The data below should be copied over with complete accuracy.

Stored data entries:

▽

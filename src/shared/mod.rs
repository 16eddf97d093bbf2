pub mod errors;
pub mod pagination;
pub mod shutdown;
pub mod utils;
pub mod validations;

pub use errors::*;
pub use pagination::*;
pub use shutdown::*;
pub use utils::*;
pub use validations::*;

△

ANSWER AREA:
filename src/shared/mod.rs
repository 16eddf97d093bbf2
pub mod errors;
pub mod pagination;
pub mod shutdown;
pub mod utils;
pub mod validations;

pub use errors::*;
pub use pagination::*;
pub use shutdown::*;
pub use utils::*;
pub use validations::*;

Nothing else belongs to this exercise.